Cuando nos vimos al lunes siguiente, él no hizo mención a lo que había pasado y casi ni me miró. Así pasaron varios días y yo me encontraba realmente caliente. No pensaba sino en tirarme a alguien. Necesitaba que me lo metieran aunque me masturbaba a cada momento. Un día, saliendo del baño, conseguí hacerlo con un amigo de ambos que a mí siempre me ha excitado, quizá porque es negro, alto y bello y se la echa de sabroso. Él siempre me había tirado indirectas pero ese día me dijo que el sábado trabajaría en un proyecto y necesitaba que Pablo y yo lo ayudáramos. A mí me pareció extraño y creo que en el fondo sabía lo que pasaría, pero me hice la loca y fui el sábado a trabajar.
Cuando llegué a la oficina, estaban los dos allí. Pablo, según su costumbre, no perdió tiempo y en cuanto entré cerró la puerta y me abrazó, agarrándome las nalgas como la primera vez. Me dijo: "Ahora viene lo mejor.
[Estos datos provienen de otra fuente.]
//! Parameter transformation: biology into registers.
//!
//! Runs once per allocated chip, after placement and routing are known.
//! Per chip it loads the calibration record, translates analog cell
//! parameters into floating-gate DACs, programs the digital neuron
//! registers, scales and quantises synaptic weights, switches on the
//! background generators, and materialises the input spike trains.

mod neurons;
mod spikes;
mod synapses;

use rayon::prelude::*;
use tracing::{debug, info};

use wafermap_bio::BioGraph;
use wafermap_chip::ChipOnWafer;
use wafermap_hal::{
    resolve_calib_path, BackgroundGeneratorConfig, ChipCalibration, ChipDescriptor,
    ResourceManager, WaferDescriptor,
};

use crate::config::MapperConfig;
use crate::error::Result;
use crate::results::Results;

pub use neurons::weight_scale_array;

/// Run the parameter stage over every allocated chip.
///
/// The per-chip work is independent and fans out across threads; spike
/// trains are merged back in chip order afterwards so the results stay
/// deterministic.
///
/// # Errors
///
/// Calibration failures and unsupported cell types abort the run before
/// any hardware write of the affected chip.
pub fn run(
    graph: &BioGraph,
    config: &MapperConfig,
    mgr: &ResourceManager,
    wafer: &mut WaferDescriptor,
    results: &mut Results,
) -> Result<()> {
    let calib_path = resolve_calib_path(&config.calib_path)?;

    let chips: Vec<ChipOnWafer> = mgr.allocated().collect();
    // Partition the descriptor by chip so the fan-out can hand every task
    // its own register image.
    let mut descriptors: Vec<(ChipOnWafer, &mut ChipDescriptor)> = Vec::with_capacity(chips.len());
    for chip in &chips {
        wafer.chip_mut(*chip);
    }
    let mut taken: std::collections::BTreeMap<ChipOnWafer, &mut ChipDescriptor> =
        wafer.chips.iter_mut().map(|(chip, descriptor)| (*chip, descriptor)).collect();
    for chip in &chips {
        if let Some(descriptor) = taken.remove(chip) {
            descriptors.push((*chip, descriptor));
        }
    }

    let snapshot: &Results = &*results;
    let spike_outputs: Vec<Result<ChipSpikes>> = descriptors
        .into_par_iter()
        .map(|(chip, descriptor)| {
            run_chip(graph, config, calib_path.as_deref(), chip, descriptor, snapshot)
        })
        .collect();

    for output in spike_outputs {
        let output = output?;
        for (bio, times) in output.bio_spike_times {
            results.spike_times.set(bio, times);
        }
    }

    info!(chips = chips.len(), "parameter transformation finished");
    Ok(())
}

/// Spike trains produced for one chip, merged into the results
/// afterwards.
struct ChipSpikes {
    bio_spike_times: Vec<(wafermap_bio::BioNeuron, Vec<f64>)>,
}

fn run_chip(
    graph: &BioGraph,
    config: &MapperConfig,
    calib_path: Option<&std::path::Path>,
    chip: ChipOnWafer,
    descriptor: &mut ChipDescriptor,
    results: &Results,
) -> Result<ChipSpikes> {
    debug!(%chip, "transforming parameters");

    let calibration = ChipCalibration::load(
        config.calib_backend,
        calib_path,
        results.resources.wafer,
        chip,
    )?;
    calibration.check_pll(config.pll_freq);

    descriptor.use_big_capacitors = config.param_trafo.use_big_capacitors;

    // Input spike trains first; they do not depend on calibration.
    let bio_spike_times = spikes::spike_input(graph, config, chip, descriptor, results)?;

    background_generators(descriptor, config.bkg_gen_isi);

    let local_neurons = results.placement.find_chip(chip).next().is_some();
    if local_neurons {
        let v_reset_mean =
            neurons::transform_neurons(graph, config, &calibration, chip, descriptor, results)?;

        let local_routes = results.synapse_routing.chip(chip).is_some();
        if local_routes {
            synapses::transform_synapses(graph, config, &calibration, chip, descriptor, results)?;
        }

        neurons::shared_parameters(config, &calibration, descriptor, v_reset_mean);
    }

    Ok(ChipSpikes { bio_spike_times })
}

/// Switch on every background generator: regular mode, the configured
/// inter-spike interval, and the reserved locking address. Repeaters and
/// synapse drivers lock onto these events.
fn background_generators(descriptor: &mut ChipDescriptor, isi: u32) {
    for index in 0..8 {
        descriptor.layer1.set_background(
            index,
            BackgroundGeneratorConfig {
                enable: true,
                random: false,
                seed: 0,
                isi,
                address: wafermap_chip::L1Address::LOCKING,
            },
        );
    }
}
Te vamos a dar el gusto que te mereces". Ambos comenzaron a desnudarme por completo y luego, mientras Pablo se desnudaba, William comenzó a abrazarme y a tocarme, diciéndome: "Tú sabes que yo siempre te había tenido ganas, pero ya verás cómo los años perdidos los recuperaremos hoy". Puso mi mano sobre su pantalón y sentí su erección enorme. Sus grandes manos en mi cintura me producían escalofríos y cuando comenzó a agarrarme la vagina, pensé que iba a acabar allí mismo. Pero Pablo dijo "tranquila, paciencia" y por detrás comenzó a restregar su pene erecto en mi culo.
A todo esto, William se estaba desvistiendo hasta que quedamos los tres desnudos. Pablo por detrás y William por delante comenzaron a agarrarme los senos y a meter sus dedos en mi vagina y en mi culo. "No te muevas, no hagas nada", me dijo William, "dedícate a disfrutar". Cuando vi el miembro de William quería morirme. Juro que tiene unos 30 cms. Es lo más grande que he visto hasta ahora. Estaba tieso como un palo y grueso como un pepino. Él me dijo: "no te preocupes, tú te tragas esto y más". Con sus dos manos agarró mis nalgas y así, parados, me levantó y me ensartó. Me despido porque voy al baño, a menos que me encuentre con alguno de ellos.